The nature park lies in the special protection area Eastern Ore Mountains of the black grouse (Lyrurus tetrix). This special protection area is, in comparison to the nature park, large and covers an area of 16367.7047 ha. The aim of the special protection area is the conservation and protection of the population of black grouse.

=== Orchid meadows ===
Typical for the Eastern Ore Mountains are various types of orchid meadows. To preserve them extensive agriculture is necessary. Mowing the meadows with a scythe and using the meadows as pastures for sheep, horses, cows or goats are ideal measures for preservation of the orchids. Management by mowing is financially supported by special programs for landscape management of the Czech ministry of the environment.

=== Peat bogs ===
The natural water system of peat-bogs is often disturbed by melioration measures from the past. To effectively conserve peat-bogs, revitalisation of peat bogs is often necessary. To achieve a natural and optimal water regime, the melioration measures need to be reversed. With the help of measures as preventing outflow of water into rivers and the landscape, higher water levels, which are important for the peat bog ecosystem, can be achieved.

== Czech-German relationship in nature conservation ==

=== TetraoVit ===
TetraoVit is a Czech – German common project funded by the European Union; it is focused on revitalization of peat bogs and protection of the habitat of the black grouse (Tetrao tetrix). The aim of the project is to establish an efficient protection of the black grouse. Therefore, its ideal habitats are analysed with the help of GIS and field research. Consequently, important parameters for the black grouse can be identified and specific measures to protect the specific habitats can be taken. The black grouse needs peat bogs – so their protection and revitalisation are essential and part of this project. Further measures for the black grouse are: creation of open landscape patches, conservation of natural plant species composition for food sources for the birds, restoration of landscape without forest vegetation, measures for pasture during flowing and breeding time, creation of a mosaic of succession stages in compact forests, elimination of the populations of wild boar (Sus scrofa), racoon (Procyon lotor) and racoon dog (Nyctereutes procyonoides), limitation of the populations of red fox (Vulpes vulpes), European badger (Meles meles) and minimizing actions disturbing the black grouse in its natural behaviour.

=== FloraLith ===
FloraLith is a Czech - German project funded by the European Union; it is focused on protection and conservation of ecosystems linked to human activities of mining and agriculture and characterised by rock, stones and virgin soil. Stone ridges and mine dumps are the landscape structures of interest in this project. Botanical monitoring of the landscape structures and the creation of a management plan are major aims of the project. The organisation of excursions and other activities for environmental education are essential parts of the project.

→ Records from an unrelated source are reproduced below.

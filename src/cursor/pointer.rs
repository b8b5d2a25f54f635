//! Raw pointers as position-only cursors.
//!
//! A pointer moves and measures in units of its pointee, so it models the
//! contiguous traversal capabilities without ever being dereferenced. It is
//! not `Readable` or `Writable`: reading through a pointer is the caller's
//! `unsafe` business.
//!
//! Only sized pointees qualify. A `*const str` or `*const [T]` has no
//! element size to step by and satisfies none of the cursor capabilities.
//! Zero-sized pointees do not advance.

use core::mem::size_of;

use super::{
    BidirectionalCursor, ContiguousCursor, ForwardCursor, RandomAccessCursor, WeaklyIncrementable,
};

macro_rules! impl_pointer_cursor {
    ($($ptr:ty),* $(,)?) => {
        $(
            impl<T> WeaklyIncrementable for $ptr {
                #[inline]
                fn advance(&mut self) {
                    *self = self.wrapping_add(1);
                }
            }

            impl<T> ForwardCursor for $ptr {}

            impl<T> BidirectionalCursor for $ptr {
                #[inline]
                fn retreat(&mut self) {
                    *self = self.wrapping_sub(1);
                }

                #[inline]
                fn random_distance(&self, to: &Self) -> Option<isize> {
                    Some(self.distance_to(to))
                }
            }

            impl<T> RandomAccessCursor for $ptr {
                #[inline]
                fn offset(&mut self, n: isize) {
                    *self = self.wrapping_offset(n);
                }

                #[inline]
                fn distance_to(&self, to: &Self) -> isize {
                    let bytes = (*to as usize).wrapping_sub(*self as usize) as isize;
                    bytes / size_of::<T>().max(1) as isize
                }
            }

            impl<T> ContiguousCursor for $ptr {
                type Element = T;

                #[inline]
                fn address(&self) -> *const T {
                    *self as *const T
                }
            }
        )*
    };
}

impl_pointer_cursor! {
    *const T,
    *mut T,
}

#[cfg(test)]
mod tests {
    use super::*;

    #[test]
    fn test_pointer_offset_and_distance() {
        let data = [0u64; 8];
        let first = data.as_ptr();
        let mut p = first;
        // `<*const T>::offset` is inherent and unsafe; name the trait.
        RandomAccessCursor::offset(&mut p, 5);
        assert_eq!(first.distance_to(&p), 5);
        assert_eq!(p.distance_to(&first), -5);
        p.retreat();
        p.advance();
        p.advance();
        assert_eq!(first.distance_to(&p), 6);
    }

    #[test]
    fn test_mut_pointer_address() {
        let mut data = [1i16, 2, 3];
        let mut p = data.as_mut_ptr();
        p.advance();
        assert_eq!(p.address(), &data[1] as *const i16);
    }
}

Activities supported by local environmental organisations Grüne Liga Osterzgebirge and Hnutí Brontosaurus are mainly mowing meadows, projects linked to forestry and nature conservation. The biggest event is the Heuhoj Workcamp during July. Participants mow meadows in both countries to preserve biodiversity. Grüne Liga Osterzgebirge organises one week of international nature conservation training, which takes place during August. Similarly to the Heuhoj Workcamp meadows are mown and measures to preserve the population of the black grouse are done.